For a conformally flat spacetime, if the Ricci tensor vanishes, then the spacetime is flat. So the KS is also zero iff the Ricci tensor vanishes for conformally flat spacetimes! But, in general, the Ricci-flatness does not imply KS is zero!

I explicitly calculated the Kretschmann scalar and found that it was zero. For the assertion that this implies that C^{abcd}C_{abcd} vanishes, see http://en.wikipedia.org/wiki/Kretschmann_scalar . I didn't say that C^{abcd} vanished, just that that particular scalar constructed from it vanished.

[EDIT] In any case, I think it's more conclusive to look at the Killing vectors than to go through a list of curvature scalars and try to show that they're all constant.

Could you provide me with some available links that I can understand what exactly this Petrov metric is?

See #4.

 

[yuiop]

The situation is essentially the Rindler metric with a = constant, substituted for the usual a = 1/x.

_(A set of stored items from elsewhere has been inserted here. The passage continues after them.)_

//! Rename tests for the IDE layer.

use crate::helpers::fixtures::{host_at, uri, with_cursor};
use rstest::rstest;
use terse::base::Uri;
use terse::ide::{RenameError, TextEdit};

/// Apply `edits` to `text`, last edit first.
fn apply(text: &str, edits: &[TextEdit]) -> String {
    let mut out = text.to_string();
    let mut edits = edits.to_vec();
    edits.sort_by_key(|e| std::cmp::Reverse(e.span.start()));
    for edit in edits {
        let range = std::ops::Range::<usize>::from(edit.span.range);
        out.replace_range(range, &edit.new_text);
    }
    out
}

// =============================================================================
// VALIDATION
// =============================================================================

#[rstest]
#[case("2bad")]
#[case("bad name")]
#[case("bad-name")]
#[case("")]
fn test_rename_rejects_invalid_identifier(#[case] new_name: &str) {
    let (host, main, offset) = host_at("main", "class Fo$0o {}", &[]);
    let result = host.analysis().rename(&main, offset, new_name);
    assert!(
        matches!(result, Err(RenameError::InvalidIdentifier(_))),
        "{new_name:?} gave {result:?}"
    );
}

#[rstest]
#[case("class")]
#[case("match")]
#[case("null")]
fn test_rename_rejects_keyword(#[case] new_name: &str) {
    let (host, main, offset) = host_at("main", "class Fo$0o {}", &[]);
    let result = host.analysis().rename(&main, offset, new_name);
    assert!(matches!(result, Err(RenameError::Keyword(_))));
}

#[test]
fn test_rename_without_symbol() {
    let (host, main, offset) = host_at("main", "class Foo {}\n// Fo$0o in a comment", &[]);
    let result = host.analysis().rename(&main, offset, "Bar");
    assert_eq!(result, Err(RenameError::NoSymbol));
}

// =============================================================================
// EDITS
// =============================================================================

#[test]
fn test_rename_edits_every_occurrence() {
    let marked = "fn f(items: List<int>) -> int {\n let tot$0al = 0\n for x in items {\
                  \n  total = total + x\n }\n return total\n}";
    let (host, main, offset) = host_at("main", marked, &[]);
    let Ok(edits) = host.analysis().rename(&main, offset, "ok_1") else {
        panic!("rename failed");
    };
    let (text, _) = with_cursor(marked);
    assert_eq!(edits.len(), 1);
    assert_eq!(edits[&main].len(), 4);
    assert!(edits[&main].iter().all(|e| e.new_text == "ok_1"));
    assert_eq!(
        apply(&text, &edits[&main]),
        "fn f(items: List<int>) -> int {\n let ok_1 = 0\n for x in items {\n  ok_1 = ok_1 + x\n }\
         \n return ok_1\n}"
    );
}

#[test]
fn test_rename_class_across_documents() {
    let other = "class User extends Person {\n fn clone() -> Person { return new Person() }\n}";
    let marked = "class Per$0son {\n let name: string\n}";
    let (host, main, offset) = host_at("main", marked, &[("other", other)]);
    let Ok(edits) = host.analysis().rename(&main, offset, "Human") else {
        panic!("rename failed");
    };
    let other_uri: Uri = uri("other");
    assert_eq!(edits.len(), 2);
    assert_eq!(
        apply(other, &edits[&other_uri]),
        "class User extends Human {\n fn clone() -> Human { return new Human() }\n}"
    );
    let (text, _) = with_cursor(marked);
    assert_eq!(apply(&text, &edits[&main]), "class Human {\n let name: string\n}");
}

#[test]
fn test_rename_parameter_leaves_other_functions() {
    let marked = "fn a(valu$0e: int) -> int { return value }\
                  \nfn b(value: int) -> int { return value }";
    let (host, main, offset) = host_at("main", marked, &[]);
    let Ok(edits) = host.analysis().rename(&main, offset, "amount") else {
        panic!("rename failed");
    };
    let (text, _) = with_cursor(marked);
    assert_eq!(
        apply(&text, &edits[&main]),
        "fn a(amount: int) -> int { return amount }\nfn b(value: int) -> int { return value }"
    );
}

#[test]
fn test_rename_member_through_access() {
    let marked = "class Account {\n var balance: double\
                  \n fn deposit(x: double) { this.balance = balance + x }\n}\
                  \nfn f(a: Account) -> double { return a.bal$0ance }";
    let (host, main, offset) = host_at("main", marked, &[]);
    let Ok(edits) = host.analysis().rename(&main, offset, "funds") else {
        panic!("rename failed");
    };
    let (text, _) = with_cursor(marked);
    assert_eq!(
        apply(&text, &edits[&main]),
        "class Account {\n var funds: double\n fn deposit(x: double) { this.funds = funds + x }\n}\
         \nfn f(a: Account) -> double { return a.funds }"
    );
}

#[test]
fn test_rename_lambda_parameter_in_field_initializer() {
    let marked = "class C { let g = |q| q$0 + 1 }\nfn h(q: int) { q }";
    let (host, main, offset) = host_at("main", marked, &[]);
    let Ok(edits) = host.analysis().rename(&main, offset, "r") else {
        panic!("rename failed");
    };
    let (text, _) = with_cursor(marked);
    assert_eq!(
        apply(&text, &edits[&main]),
        "class C { let g = |r| r + 1 }\nfn h(q: int) { q }"
    );
}
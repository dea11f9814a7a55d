//! Hover tests for the IDE layer.

use crate::helpers::fixtures::{PEOPLE, host_at};
use rstest::rstest;
use terse::syntax::SymbolKind;

fn hover_contents(marked: &str) -> Option<String> {
    let (host, main, offset) = host_at("main", marked, &[("people", PEOPLE)]);
    host.analysis().hover(&main, offset).map(|h| h.contents)
}

#[rstest]
#[case("fn f(p: Person) { p.na$0me }", "let name: string")]
#[case("fn f(p: Person) { p.frie$0nds }", "var friends: List<Person>")]
#[case("fn f(p: Person) { p.sco$0res }", "prop scores: Dict<string, int>")]
#[case("fn f(p: Person) { p.be$0st() }", "fn best() -> Person")]
#[case("fn f(e: Employee) { e.i$0d }", "let id: int")]
#[case("fn f(p: Person) { p.friends.Cou$0nt }", "prop Count: int")]
#[case("fn f(p: Person) { p.friends[0].na$0me.Length }", "let name: string")]
#[case("fn f(p$0: Person) { }", "param p: Person")]
fn test_hover_signatures(#[case] marked: &str, #[case] expected: &str) {
    let Some(contents) = hover_contents(marked) else {
        panic!("no hover for {marked:?}");
    };
    assert!(contents.contains(expected), "{contents}");
}

#[test]
fn test_hover_declaration_with_doc() {
    let Some(contents) = hover_contents("fn f(n: Nam$0ed) { }") else {
        panic!("no hover");
    };
    assert!(contents.contains("interface Named"));
    assert!(contents.contains("Anything with an identity."));
}

#[test]
fn test_hover_inferred_locals() {
    let source = "fn f(p: Person) {\n let best = p.best()\n let first = best.friends[0]\
                  \n for (k, v) in first.scores {\n  v$0\n }\n}";
    let (host, main, offset) = host_at("main", source, &[("people", PEOPLE)]);
    let Some(result) = host.analysis().hover(&main, offset) else {
        panic!("no hover");
    };
    assert_eq!(result.kind, SymbolKind::Local);
    assert_eq!(result.ty.map(|t| t.to_string()).as_deref(), Some("int"));
}

#[test]
fn test_hover_lambda_parameter_in_property_initializer() {
    let source = "class C {\n prop score: int = |p: Person| p$0\n}";
    let (host, main, offset) = host_at("main", source, &[("people", PEOPLE)]);
    let Some(result) = host.analysis().hover(&main, offset) else {
        panic!("no hover");
    };
    assert_eq!(result.kind, SymbolKind::Local);
    assert_eq!(result.ty.map(|t| t.to_string()).as_deref(), Some("Person"));
}

#[test]
fn test_hover_span_is_the_identifier() {
    let source = "fn f(p: Person) {\n return p.na$0me\n}";
    let (host, main, offset) = host_at("main", source, &[("people", PEOPLE)]);
    let Some(result) = host.analysis().hover(&main, offset) else {
        panic!("no hover");
    };
    assert_eq!(result.span.line, 1);
    assert_eq!(result.span.col, 10);
    assert_eq!(u32::from(result.span.len()), 4);
}

#[test]
fn test_hover_misses_are_none() {
    assert!(hover_contents("fn f() { unknow$0n }").is_none());
    assert!(hover_contents("fn f(p: Person) { p.mis$0sing }").is_none());
    assert!(hover_contents("fn f() { $0 }").is_none());
}
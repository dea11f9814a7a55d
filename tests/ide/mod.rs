//! IDE feature tests
//!
//! Tests for:
//! - Hover information
//! - Go to definition
//! - Find references
//! - Rename
//! - Code completion

pub mod tests_completion;
pub mod tests_goto;
pub mod tests_hover;
pub mod tests_references;
pub mod tests_rename;
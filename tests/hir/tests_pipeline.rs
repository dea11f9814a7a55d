//! Document pipeline tests: binding, crash containment, versions.

use std::sync::Arc;
use std::thread;

use crate::helpers::fixtures::uri;
use crate::helpers::frontends::{CountingFrontend, PanickingFrontend, Stage};
use rstest::rstest;
use terse::hir::{BindError, BindState, Severity, Workspace, codes, has_errors};

// =============================================================================
// BINDING
// =============================================================================

#[test]
fn test_clean_source_binds_exactly_once_per_update() {
    let frontend = Arc::new(CountingFrontend::default());
    let ws = Workspace::with_frontend(frontend.clone());
    let doc = uri("a");

    ws.open(doc.clone(), "class A { let x: int }", 1);
    assert_eq!(frontend.binds(), 1);

    ws.update(&doc, "class A { let x: int }\nclass B extends A {}", 2);
    assert_eq!(frontend.binds(), 2);

    ws.update(&doc, "fn f() -> int { return 1 }", 3);
    assert_eq!(frontend.binds(), 3);

    let snapshot = ws.snapshot();
    let Some(current) = snapshot.document(&doc) else {
        panic!("document missing");
    };
    assert!(current.bind_state.is_bound());
    assert_eq!(current.version, 3);
}

#[test]
fn test_malformed_source_skips_binding() {
    let frontend = Arc::new(CountingFrontend::default());
    let ws = Workspace::with_frontend(frontend.clone());
    let doc = uri("a");

    let diagnostics = ws.open(doc.clone(), "class A {\n fn broken( {\n}", 1);
    assert!(!diagnostics.is_empty());
    assert!(has_errors(&diagnostics));
    assert_eq!(frontend.binds(), 0);

    let snapshot = ws.snapshot();
    let Some(current) = snapshot.document(&doc) else {
        panic!("document missing");
    };
    assert!(current.module().is_some(), "AST should survive syntax errors");
    assert!(current.bound().is_none());
    assert!(matches!(current.bind_state, BindState::Failed { errors } if errors > 0));
}

#[test]
fn test_lexical_errors_still_produce_ast() {
    let ws = Workspace::new();
    let doc = uri("a");
    let diagnostics = ws.open(doc.clone(), "class A { let s = \"unterminated\n}\nclass B {}", 1);
    assert!(
        diagnostics
            .iter()
            .any(|d| d.code.as_deref() == Some(codes::LEXICAL_ERROR))
    );
    let snapshot = ws.snapshot();
    let module = snapshot.document(&doc).and_then(|d| d.module());
    assert!(module.is_some_and(|m| m.find_declaration("B").is_some()));
}

#[test]
fn test_duplicate_declarations_are_warnings_only() {
    let ws = Workspace::new();
    let doc = uri("a");
    let diagnostics = ws.open(doc.clone(), "class A {}\nclass A {}", 1);
    assert_eq!(diagnostics.len(), 1);
    assert_eq!(diagnostics[0].severity, Severity::Warning);
    assert!(ws.snapshot().document(&doc).is_some_and(|d| d.bind_state.is_bound()));
}

#[test]
fn test_cyclic_inheritance_degrades_binding() {
    let ws = Workspace::new();
    let doc = uri("a");
    ws.open(doc.clone(), "class A extends B {}\nclass B extends A {}", 1);
    let snapshot = ws.snapshot();
    let Some(current) = snapshot.document(&doc) else {
        panic!("document missing");
    };
    assert!(matches!(
        &current.bind_state,
        BindState::Degraded(BindError::CyclicInheritance { .. })
    ));
    assert!(current.module().is_some());
}

// =============================================================================
// CRASH CONTAINMENT
// =============================================================================

#[rstest]
#[case(Stage::Tokenize)]
#[case(Stage::Parse)]
fn test_frontend_panic_becomes_internal_error(#[case] stage: Stage) {
    let ws = Workspace::with_frontend(Arc::new(PanickingFrontend(stage)));
    let doc = uri("a");
    let diagnostics = ws.open(doc.clone(), "class A {}", 1);
    assert_eq!(diagnostics.len(), 1);
    assert_eq!(diagnostics[0].code.as_deref(), Some(codes::INTERNAL_ERROR));
    assert_eq!(diagnostics[0].severity, Severity::Error);

    let snapshot = ws.snapshot();
    assert!(snapshot.document(&doc).is_some_and(|d| d.module().is_none()));
}

#[test]
fn test_binder_panic_never_escapes() {
    let ws = Workspace::with_frontend(Arc::new(PanickingFrontend(Stage::Bind)));
    let doc = uri("a");
    let diagnostics = ws.open(doc.clone(), "class A {}", 1);
    assert!(diagnostics.is_empty());

    let snapshot = ws.snapshot();
    let Some(current) = snapshot.document(&doc) else {
        panic!("document missing");
    };
    assert!(current.module().is_some());
    assert!(matches!(
        &current.bind_state,
        BindState::Degraded(BindError::Panicked(msg)) if msg.contains("binder exploded")
    ));
}

// =============================================================================
// VERSIONS AND CONCURRENCY
// =============================================================================

#[test]
fn test_stale_update_keeps_newer_snapshot() {
    let ws = Workspace::new();
    let doc = uri("a");
    ws.open(doc.clone(), "class New {}", 5);
    ws.update(&doc, "class {", 4);

    let snapshot = ws.snapshot();
    let Some(current) = snapshot.document(&doc) else {
        panic!("document missing");
    };
    assert_eq!(current.version, 5);
    assert!(current.diagnostics.is_empty());
    assert_eq!(&*current.text, "class New {}");
}

#[test]
fn test_snapshot_is_unaffected_by_later_updates() {
    let ws = Workspace::new();
    let doc = uri("a");
    ws.open(doc.clone(), "class Old {}", 1);
    let before = ws.snapshot();
    ws.update(&doc, "class New {}", 2);

    assert!(before.find_declaration("Old").is_some());
    assert!(before.find_declaration("New").is_none());
    assert!(ws.snapshot().find_declaration("New").is_some());
}

#[test]
fn test_concurrent_updates_to_different_documents() {
    let ws = Arc::new(Workspace::new());
    let handles: Vec<_> = (0..8)
        .map(|i| {
            let ws = ws.clone();
            thread::spawn(move || {
                let doc = uri(&format!("doc{i}"));
                for version in 1..=20 {
                    let text = format!("class C{i}_{version} {{ let x: int }}");
                    ws.update(&doc, &text, version);
                    let _ = ws.snapshot().public_declarations().len();
                }
            })
        })
        .collect();
    for handle in handles {
        assert!(handle.join().is_ok());
    }

    let snapshot = ws.snapshot();
    assert_eq!(snapshot.documents().len(), 8);
    for i in 0..8 {
        assert!(snapshot.find_declaration(&format!("C{i}_20")).is_some());
    }
}

#[test]
fn test_concurrent_updates_to_one_document_are_serialized() {
    let ws = Arc::new(Workspace::new());
    let doc = uri("shared");
    ws.open(doc.clone(), "", 0);
    let handles: Vec<_> = (1..=16)
        .map(|version| {
            let ws = ws.clone();
            let doc = doc.clone();
            thread::spawn(move || {
                ws.update(&doc, &format!("class V{version} {{}}"), version);
            })
        })
        .collect();
    for handle in handles {
        assert!(handle.join().is_ok());
    }

    // Whatever order the writers ran in, text and AST belong to one version.
    let snapshot = ws.snapshot();
    let Some(current) = snapshot.document(&doc) else {
        panic!("document missing");
    };
    let expected = format!("V{}", current.version);
    assert!(current.text.contains(&expected));
    assert!(current.module().is_some_and(|m| m.find_declaration(&expected).is_some()));
}
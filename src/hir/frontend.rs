//! The frontend seam: tokenize, parse and bind behind one trait.
//!
//! The document pipeline talks to the language only through [`Frontend`].
//! [`NotationFrontend`] wires in this crate's lexer, parser and binder; other
//! implementations can be installed with [`super::Workspace::with_frontend`].
//! Any stage may panic; the pipeline catches it.

use super::bind::{self, BindError, BoundModule};
use crate::parser::{self, Lexed, Parse, Token};
use crate::syntax::Module;

pub trait Frontend: Send + Sync {
    fn tokenize(&self, text: &str) -> Lexed;

    /// Must produce a module even when `tokens` came with lexical errors.
    fn parse(&self, text: &str, tokens: &[Token]) -> Parse;

    fn bind(&self, module: &Module) -> Result<BoundModule, BindError>;
}

/// The built-in frontend for the terse notation.
#[derive(Debug, Clone, Copy, Default)]
pub struct NotationFrontend;

impl Frontend for NotationFrontend {
    fn tokenize(&self, text: &str) -> Lexed {
        parser::tokenize(text)
    }

    fn parse(&self, text: &str, tokens: &[Token]) -> Parse {
        parser::parse(text, tokens)
    }

    fn bind(&self, module: &Module) -> Result<BoundModule, BindError> {
        bind::bind(module)
    }
}
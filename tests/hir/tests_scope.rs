//! Scope visibility tests through the public resolver API.

use crate::helpers::fixtures::{uri, with_cursor};
use rstest::rstest;
use terse::hir::{TypeResolver, VariableOrigin, Workspace};

/// Names visible at the marker, with their resolved types.
fn visible(marked: &str) -> Vec<(String, Option<String>)> {
    let (text, offset) = with_cursor(marked);
    let ws = Workspace::new();
    let doc = uri("scope");
    ws.open(doc.clone(), &text, 1);
    let snapshot = ws.snapshot();
    let Some(resolver) = TypeResolver::new(&snapshot, &doc) else {
        panic!("document missing");
    };
    let scope = resolver.scope_at(offset);
    scope
        .variables(offset)
        .iter()
        .map(|var| {
            let ty = resolver.variable_type(var, &scope, 0);
            (var.name.to_string(), ty.map(|t| t.to_string()))
        })
        .collect()
}

fn names(marked: &str) -> Vec<String> {
    visible(marked).into_iter().map(|(name, _)| name).collect()
}

// =============================================================================
// EXCLUSION
// =============================================================================

#[rstest]
#[case("fn f() {\n let a = 1\n $0\n let b = 2\n}", &["a"])]
#[case("fn f() {\n $0let a = 1\n}", &[])]
#[case("fn f() {\n let a = 1\n if true {\n  let b = 2\n }\n $0\n}", &["a"])]
#[case("fn f() {\n if true {\n  let inThen = 1\n  $0\n } else {\n  let inElse = 2\n }\
        \n}", &["inThen"])]
#[case("fn f() {\n if true {\n  let inThen = 1\n } else if false {\n  let inMiddle = 2\n  $0\
        \n } else {\n  let inElse = 3\n }\n}", &["inMiddle"])]
#[case("fn f() {\n while true {\n  let w = 1\n  $0\n }\n}", &["w"])]
#[case("fn f() {\n {\n  let inner = 1\n }\n $0\n}", &[])]
fn test_visibility(#[case] marked: &str, #[case] expected: &[&str]) {
    assert_eq!(names(marked), expected);
}

#[test]
fn test_pattern_names_do_not_leak_into_sibling_case() {
    let source = "fn f(x: object) {\n match x {\n  Some(found) => { }\n  _ => { $0 }\n }\n}";
    assert!(names(source).is_empty());
}

#[test]
fn test_variables_of_other_functions_are_invisible() {
    let source = "fn first() {\n let a = 1\n}\nfn second() {\n let b = 2\n $0\n}";
    assert_eq!(names(source), vec!["b"]);
}

// =============================================================================
// TYPES OF BINDINGS
// =============================================================================

#[test]
fn test_loop_binding_types() {
    let source = "fn f(items: List<string>, map: Dict<string, double>) {\n for i in 0..3 {\
                  \n  for item in items {\n   for (k, v) in map { $0 }\n  }\n }\n}";
    let vars = visible(source);
    let types: Vec<(&str, Option<&str>)> = vars
        .iter()
        .map(|(name, ty)| (name.as_str(), ty.as_deref()))
        .collect();
    assert_eq!(
        types,
        vec![
            ("i", Some("int")),
            ("item", Some("string")),
            ("k", Some("string")),
            ("v", Some("double")),
        ]
    );
}

#[test]
fn test_catch_binding_types() {
    let vars = visible("fn f() {\n try { } catch e: IOError { $0 }\n}");
    assert_eq!(vars, vec![("e".to_string(), Some("IOError".to_string()))]);
    let vars = visible("fn f() {\n try { } catch e { $0 }\n}");
    assert_eq!(vars, vec![("e".to_string(), Some("Exception".to_string()))]);
}

#[test]
fn test_declared_type_wins_over_initializer() {
    let vars = visible("fn f() {\n let n: double = 1\n $0\n}");
    assert_eq!(vars, vec![("n".to_string(), Some("double".to_string()))]);
}

#[test]
fn test_origins() {
    let (text, offset) = with_cursor("fn f(m: Dict<int, int>) {\n for (k, v) in m {\
                                      \n  let g = |x| x\n  $0\n }\n}");
    let ws = Workspace::new();
    let doc = uri("scope");
    ws.open(doc.clone(), &text, 1);
    let snapshot = ws.snapshot();
    let Some(resolver) = TypeResolver::new(&snapshot, &doc) else {
        panic!("document missing");
    };
    let origins: Vec<VariableOrigin> = resolver
        .scope_at(offset)
        .variables(offset)
        .iter()
        .map(|v| v.origin)
        .collect();
    assert_eq!(
        origins,
        vec![
            VariableOrigin::DictKey,
            VariableOrigin::DictValue,
            VariableOrigin::Binding
        ]
    );
}
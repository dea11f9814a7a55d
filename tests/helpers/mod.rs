//! Shared test helpers.

pub mod fixtures;
pub mod frontends;
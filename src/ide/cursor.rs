//! What the identifier under the cursor refers to.
//!
//! Shared by hover, goto and references. Lookup order: a declaration whose
//! name sits at the cursor, then a member access (`receiver.name`), then a
//! bare name through [`TypeResolver::lookup_name`].

use smol_str::SmolStr;
use text_size::{TextRange, TextSize};

use super::text_utils;
use crate::base::{Span, Uri};
use crate::hir::{DeclHit, DocumentSnapshot, MemberHit, NameTarget, TypeResolver};
use crate::parser::SyntaxKind;
use crate::syntax::{MemberRef, SymbolKind};

/// The symbol under the cursor.
#[derive(Debug, Clone)]
pub(crate) struct CursorSymbol<'a> {
    pub name: SmolStr,
    /// The identifier as written at the cursor.
    pub range: TextRange,
    pub target: NameTarget<'a>,
}

/// Where a symbol is declared.
#[derive(Debug, Clone)]
pub(crate) struct Definition {
    pub uri: Uri,
    pub span: Span,
    pub kind: SymbolKind,
}

impl<'a> CursorSymbol<'a> {
    /// Parameters and variables; their occurrences never leave the callable.
    pub fn is_local(&self) -> bool {
        matches!(
            self.target,
            NameTarget::Parameter(_) | NameTarget::Variable(_)
        )
    }

    pub fn kind(&self) -> SymbolKind {
        match &self.target {
            NameTarget::Parameter(_) => SymbolKind::Parameter,
            NameTarget::Variable(_) => SymbolKind::Local,
            NameTarget::Member(hit) => hit.member.kind(),
            NameTarget::Declaration(hit) => hit.decl.kind(),
        }
    }

    /// Declaration site; `None` for built-in members.
    pub fn definition(&self, document: &DocumentSnapshot) -> Option<Definition> {
        let (uri, span) = match &self.target {
            NameTarget::Parameter(param) => (document.uri.clone(), param.name.span),
            NameTarget::Variable(var) => (document.uri.clone(), var.span),
            NameTarget::Member(hit) => (hit.document?.uri.clone(), hit.member.name_span()?),
            NameTarget::Declaration(hit) => (hit.document.uri.clone(), hit.decl.name().span),
        };
        Some(Definition {
            uri,
            span,
            kind: self.kind(),
        })
    }
}

/// Resolve the identifier at `offset` in the resolver's document.
pub(crate) fn symbol_at<'a>(
    resolver: &TypeResolver<'a>,
    offset: TextSize,
) -> Option<CursorSymbol<'a>> {
    let text: &str = &resolver.document().text;
    let (range, name) = text_utils::word_at(text, offset)?;
    if SyntaxKind::is_keyword_text(name) {
        return None;
    }

    let target = match declared_at(resolver, range) {
        Some(target) => target,
        None => match text_utils::dot_before(text, range.start()) {
            Some(dot) => {
                let receiver = text_utils::receiver_before_dot(text, dot)?;
                let ty = resolver.resolve_type(receiver, dot)?;
                tracing::trace!(receiver, %ty, member = name, "member at cursor");
                NameTarget::Member(resolver.snapshot().find_member(&ty, name)?)
            }
            None => resolver.lookup_name(name, range.start())?,
        },
    };

    Some(CursorSymbol {
        name: SmolStr::new(name),
        range,
        target,
    })
}

/// A top-level declaration or member whose name is exactly at `range`.
fn declared_at<'a>(resolver: &TypeResolver<'a>, range: TextRange) -> Option<NameTarget<'a>> {
    let document = resolver.document();
    let module = resolver.module();

    if let Some(decl) = module.declarations().find(|d| d.name().span.range == range) {
        return Some(NameTarget::Declaration(DeclHit { document, decl }));
    }

    let member_hit = |member: MemberRef<'a>, owner: &SmolStr| MemberHit {
        ty: member.declared_type(),
        member,
        document: Some(document),
        owner: owner.clone(),
    };
    let at = |member: &MemberRef<'_>| member.name_span().is_some_and(|s| s.range == range);

    for class in &module.classes {
        if let Some(member) = class.members().find(at) {
            return Some(NameTarget::Member(member_hit(member, &class.name.name)));
        }
    }
    for iface in &module.interfaces {
        if let Some(member) = iface.methods.iter().map(MemberRef::Signature).find(at) {
            return Some(NameTarget::Member(member_hit(member, &iface.name.name)));
        }
    }
    for decl in &module.enums {
        let found = decl
            .members
            .iter()
            .map(|member| MemberRef::EnumMember { owner: decl, member })
            .find(at);
        if let Some(member) = found {
            return Some(NameTarget::Member(member_hit(member, &decl.name.name)));
        }
    }
    for ext in &module.enum_extensions {
        if let Some(member) = ext.methods.iter().map(MemberRef::Method).find(at) {
            return Some(NameTarget::Member(member_hit(member, &ext.target.name)));
        }
    }
    None
}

I don't see this. Please explain it a little bit!

I am saying if you take the the equations for the relativistic rocket with constant proper acceleration and make the acceleration equal to 1/r where r is the displacement along the x-axis from the origin of the initial inertial refenence frame at t=0 then you have the Rindler metric, which has the desirable property that the accelerating observers consider their mutual spatial separation to be constant. If you make the proper acceleration a constant (independent of location) for a series of rockets then you get the get the accelerating grid with a form of uniform acceleration that I described earlier, but you lose the property of constant spatial separation of the observers.

It seems you and Ben have a wish list for a uniform gravitational field that is too long and impossible to meet in any realistic situation and I think my accelerating grid is as close as you are going to get. It might be helpful to define that wish list

I am not sure that the equation I gave:

d\tau^2 = (1+ax)^2 dt^2 - dx^2 -dy^2 -dz^2

precisely describes the accelerating grid.

I think we have yet to pin down why the other metric:

ds^2=e^{2gy}dt^2-dy^2

differs from the first.

I have also found other metrics that claim to describe the Rindler metric such as:

ds^2 = (1+2ax)dt^2 - \frac{dx^2}{(1+2ax)} - dy^2 - dz^2

from http://nedwww.ipac.caltech.edu/level5/Sept02/Padmanabhan/Pad10_1.html which seems to agree with this paper http://arxiv.org/PS_cache/physics/pdf/0601/0601179v1.pdf that derives an equation for a uniform field by taking a first order approximation of the Schwarzcshild metric in the weak limit and locally.

Wikipedia http://en.wikipedia.org/wiki/Rindler_coordinates gives the Rindler metric as:

ds^2 = -x^2 dt^2 + dx^2 + dy^2 + dz^2

which describes the Minkowski line element converted to the Rindler chart. I think this particular metric describes a free falling particle from the point of view of the accelerating Rindler observers and that is why there is no acceleration term in that metric.

Anyway, I think we should try and clear up the differences by determining exactly who measures what and if the various authors have different physical models in mind, or if it is just due to different points of view from observers in different states of motion?

 

[atyy]

How about

http://arxiv.org/abs/0904.4877
Lorentzian spacetimes with constant curvature invariants in four dimensions
Alan Coley, Sigbjorn Hervik, Nicos Pelavas

 

[yuiop]

This metric:

d\tau^2 = (1+ax)^2 dt^2 - dx^2 - dy^2 -dz^2

has been bothering me for while so I decided to have closer look at it.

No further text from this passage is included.